James Richards

Profile
- Position: Guard

Personal information
- Born: November 7, 1969 (age 56) Lancaster, California, U.S.
- Listed height: 6 ft 5 in (1.96 m)
- Listed weight: 290 lb (132 kg)

Career information
- High school: Antelope Valley (CA)
- College: California
- NFL draft: 1991: 3rd round, 64th overall pick

Career history
- Dallas Cowboys (1991)*; Los Angeles Rams (1991)*; Dallas Cowboys (1991)*; Phoenix Cardinals (1992)*; Dallas Cowboys (1993)*; Las Vegas Posse (1994);
- * Offseason and/or practice squad member only

Awards and highlights
- Second-team All-Pac-10 (1990);

= James Richards (Canadian football) =

American gridiron football player (born 1969)

James G. Richards (born November 7, 1969) is an American former professional football offensive guard in the National Football League (NFL) for the Dallas Cowboys, Los Angeles Rams and Phoenix Cardinals. He also was a member of the Las Vegas Posse in the Canadian Football League (CFL). He was selected by the Dallas Cowboys in the third round of the 1991 NFL draft. He played college football at the University of California, Berkeley.

==Early life==
Richards attended Antelope Valley High School, where he was an All-state offensive tackle as a senior. In 1987, he accepted a football scholarship from Cal State Northridge, where he played as an offensive tackle. In 1988, he transferred to Antelope Valley College.

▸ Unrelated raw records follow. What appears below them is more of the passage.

//! Agent reporting against a live collector and mock websites.

mod common;

use std::sync::Arc;
use std::time::Duration;

use tokio::sync::broadcast;

use common::{start_collector, start_mock_backend, start_slow_backend};
use mond::agent::tail::forward_lines;
use mond::agent::{run_agent, HealthTicker, HttpSender, Reporter, SharedProbe};
use mond::config::AgentConfig;
use mond::health::{check_all, website_probe};
use mond::lifecycle::Shutdown;
use mond::MondConfig;

fn reporter_for(base_url: String, app: &str) -> Reporter {
    Reporter::new(Arc::new(HttpSender::new(reqwest::Client::new())), base_url, app)
}

#[tokio::test]
async fn test_check_all_against_real_websites() {
    let up = start_mock_backend(200).await;
    let failing = start_mock_backend(503).await;
    let targets = vec![
        format!("http://{up}/"),
        format!("http://{failing}/"),
        "http://127.0.0.1:9/".to_string(),
    ];

    let results = check_all(website_probe(reqwest::Client::new()), targets.clone(), None).await;

    assert_eq!(results.len(), 3);
    assert_eq!(results[&targets[0]].state, "UP");
    assert_eq!(results[&targets[1]].state, "503 Service Unavailable");
    assert_eq!(results[&targets[2]].state, "DOWN");
}

#[tokio::test]
async fn test_probe_timeout_marks_slow_site_down() {
    let slow = start_slow_backend(Duration::from_secs(5)).await;
    let target = format!("http://{slow}/");

    let results = check_all(
        website_probe(reqwest::Client::new()),
        vec![target.clone()],
        Some(Duration::from_millis(200)),
    )
    .await;
    assert_eq!(results[&target].state, "DOWN");
}

#[tokio::test]
async fn test_ticker_reports_first_failure() {
    let dir = tempfile::tempdir().unwrap();
    let collector = start_collector(&dir.path().join("apps.db.json"), MondConfig::default()).await;
    let up = start_mock_backend(200).await;
    let failing = start_mock_backend(500).await;

    let probe: SharedProbe = Arc::new(website_probe(reqwest::Client::new()));
    let ticker = HealthTicker::new(
        reporter_for(collector.base_url(), "Shop"),
        probe,
        vec![format!("http://{up}/"), format!("http://{failing}/")],
        Duration::from_secs(5),
        Some(Duration::from_secs(2)),
    );

    let status = ticker.tick().await;
    assert_eq!(status.state, "500 Internal Server Error");
    assert_eq!(collector.store.health("shop").state, "500 Internal Server Error");
}

#[tokio::test]
async fn test_forwarded_lines_reach_the_collector() {
    let dir = tempfile::tempdir().unwrap();
    let collector = start_collector(&dir.path().join("apps.db.json"), MondConfig::default()).await;
    let reporter = reporter_for(collector.base_url(), "web");
    let (_tx, rx) = broadcast::channel(1);

    let input: &[u8] = b"10.0.0.1 - - [02/Jul/2021:22:50:59 +0200] \"GET / HTTP/1.1\" 200 1 \"-\" \"curl\" \"1.2.3.4\"\nplain line\n";
    let delivered = forward_lines(input, &reporter, rx).await;

    assert_eq!(delivered, 2);
    let logs = collector.store.access_logs("web");
    assert_eq!(logs.len(), 2);
    assert_eq!(logs[0].forwarded_ip, "1.2.3.4");
    assert_eq!(logs[1].raw_text(), "plain line");
}

#[cfg(unix)]
#[tokio::test]
async fn test_agent_runs_until_shutdown() {
    let dir = tempfile::tempdir().unwrap();
    let collector = start_collector(&dir.path().join("apps.db.json"), MondConfig::default()).await;
    let up = start_mock_backend(200).await;

    let config = AgentConfig {
        report_url: collector.base_url(),
        app_name: "agent".into(),
        targets: vec![format!("http://{up}/")],
        interval_secs: 1,
        probe_timeout_secs: 2,
        command: Some("echo started".into()),
    };

    let shutdown = Shutdown::new();
    let stop = async {
        tokio::time::sleep(Duration::from_millis(1500)).await;
        shutdown.trigger();
    };
    let (result, ()) = tokio::join!(run_agent(config, &shutdown), stop);
    assert!(result.is_ok());

    assert!(collector.store.health("agent").is_up());
    assert_eq!(collector.store.access_logs("agent")[0].raw_text(), "started");
}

As a junior in 1989, he transferred to the University of California. He was named the starter at left guard, protecting quarterback Troy Taylor, who set a Cal record for total offense and passed for the second most yards in a single-season in school history.

As a senior in 1990, he started all 12 games at left guard and was also the long snapper for punts in the first four contests. He contributed to Russell White and Anthony Wallace becoming the first pair of running backs in school history to gain 1,000 rushing yards in the same year. They also became the fourth and fifth players in Cal history to rush for 1,000 yards in a single-season. Richards only missed 10 offensive snaps in his last two seasons.

==Professional career==

===Dallas Cowboys (first stint)===
Richards was selected by the Dallas Cowboys in the third round (64th overall) of the 1991 NFL draft. He struggled with his blocking during training camp and was waived on August 26. In September, he was signed to the practice squad, until being released on October 9.

===Los Angeles Rams===
On October 16, 1991, he was signed to the Los Angeles Rams practice squad. He was released on November 6.

===Phoenix Cardinals===
On February 4, 1992, he signed as a free agent with the Phoenix Cardinals. He was released on September 1. On November 2, he was signed to the practice squad. He was waived on November 10.

===Dallas Cowboys (second stint)===
On April 13, 1993, he signed with the Dallas Cowboys. He was released before the season started.

===Las Vegas Posse===
In July 1994, Richards was signed by the expansion team Las Vegas Posse of the Canadian Football League. He was injured and appeared in only 3 games. He played as an offensive tackle, before the team folded at the end of the season.